EXERCISE BRIEF: Please give the number of lines in the records below where the word "found" occurs, and nothing else.

· · · · ·

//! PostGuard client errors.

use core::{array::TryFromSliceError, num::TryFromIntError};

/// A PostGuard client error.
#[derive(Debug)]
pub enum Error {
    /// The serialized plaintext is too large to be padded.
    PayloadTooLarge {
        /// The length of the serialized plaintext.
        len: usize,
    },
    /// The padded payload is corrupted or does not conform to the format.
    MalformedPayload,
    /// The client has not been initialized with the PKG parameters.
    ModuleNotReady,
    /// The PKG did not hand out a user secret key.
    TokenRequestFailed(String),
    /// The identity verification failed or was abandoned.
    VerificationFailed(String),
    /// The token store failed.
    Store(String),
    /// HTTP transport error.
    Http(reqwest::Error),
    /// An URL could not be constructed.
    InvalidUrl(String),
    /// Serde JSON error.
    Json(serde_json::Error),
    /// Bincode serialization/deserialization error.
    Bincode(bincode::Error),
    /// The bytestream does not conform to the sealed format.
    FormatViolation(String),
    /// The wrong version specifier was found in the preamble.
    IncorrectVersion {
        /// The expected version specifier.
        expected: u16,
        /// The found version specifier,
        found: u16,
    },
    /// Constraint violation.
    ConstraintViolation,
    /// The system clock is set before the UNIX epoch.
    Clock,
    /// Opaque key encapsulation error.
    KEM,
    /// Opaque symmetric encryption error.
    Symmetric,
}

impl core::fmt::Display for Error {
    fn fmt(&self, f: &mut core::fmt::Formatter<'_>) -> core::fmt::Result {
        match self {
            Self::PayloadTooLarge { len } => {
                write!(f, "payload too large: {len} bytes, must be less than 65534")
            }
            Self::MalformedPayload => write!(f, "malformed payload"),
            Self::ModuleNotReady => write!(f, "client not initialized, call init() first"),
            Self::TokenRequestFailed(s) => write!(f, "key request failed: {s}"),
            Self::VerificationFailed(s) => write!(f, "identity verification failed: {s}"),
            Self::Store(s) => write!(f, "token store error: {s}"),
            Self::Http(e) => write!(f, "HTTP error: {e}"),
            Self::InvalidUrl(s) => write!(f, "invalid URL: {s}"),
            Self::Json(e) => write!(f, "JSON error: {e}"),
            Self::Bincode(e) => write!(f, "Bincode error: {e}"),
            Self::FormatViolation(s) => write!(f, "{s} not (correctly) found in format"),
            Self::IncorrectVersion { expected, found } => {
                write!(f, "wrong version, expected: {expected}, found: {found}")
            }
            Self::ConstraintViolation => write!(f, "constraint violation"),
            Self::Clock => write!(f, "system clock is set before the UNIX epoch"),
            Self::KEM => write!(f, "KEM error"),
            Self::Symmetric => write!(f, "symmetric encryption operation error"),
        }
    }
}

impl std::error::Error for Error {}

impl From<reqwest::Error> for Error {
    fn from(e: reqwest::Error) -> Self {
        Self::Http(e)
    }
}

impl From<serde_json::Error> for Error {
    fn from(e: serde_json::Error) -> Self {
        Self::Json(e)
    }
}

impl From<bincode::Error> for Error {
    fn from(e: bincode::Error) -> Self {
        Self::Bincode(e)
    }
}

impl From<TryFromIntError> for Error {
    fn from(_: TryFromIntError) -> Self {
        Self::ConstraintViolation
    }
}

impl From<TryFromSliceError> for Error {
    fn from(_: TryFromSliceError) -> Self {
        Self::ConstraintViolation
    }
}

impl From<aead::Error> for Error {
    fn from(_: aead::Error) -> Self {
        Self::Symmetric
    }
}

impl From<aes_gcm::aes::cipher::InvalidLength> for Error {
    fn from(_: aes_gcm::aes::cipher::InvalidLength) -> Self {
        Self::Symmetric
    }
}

· · · · ·

ANSWER FOR THIS EXERCISE: 6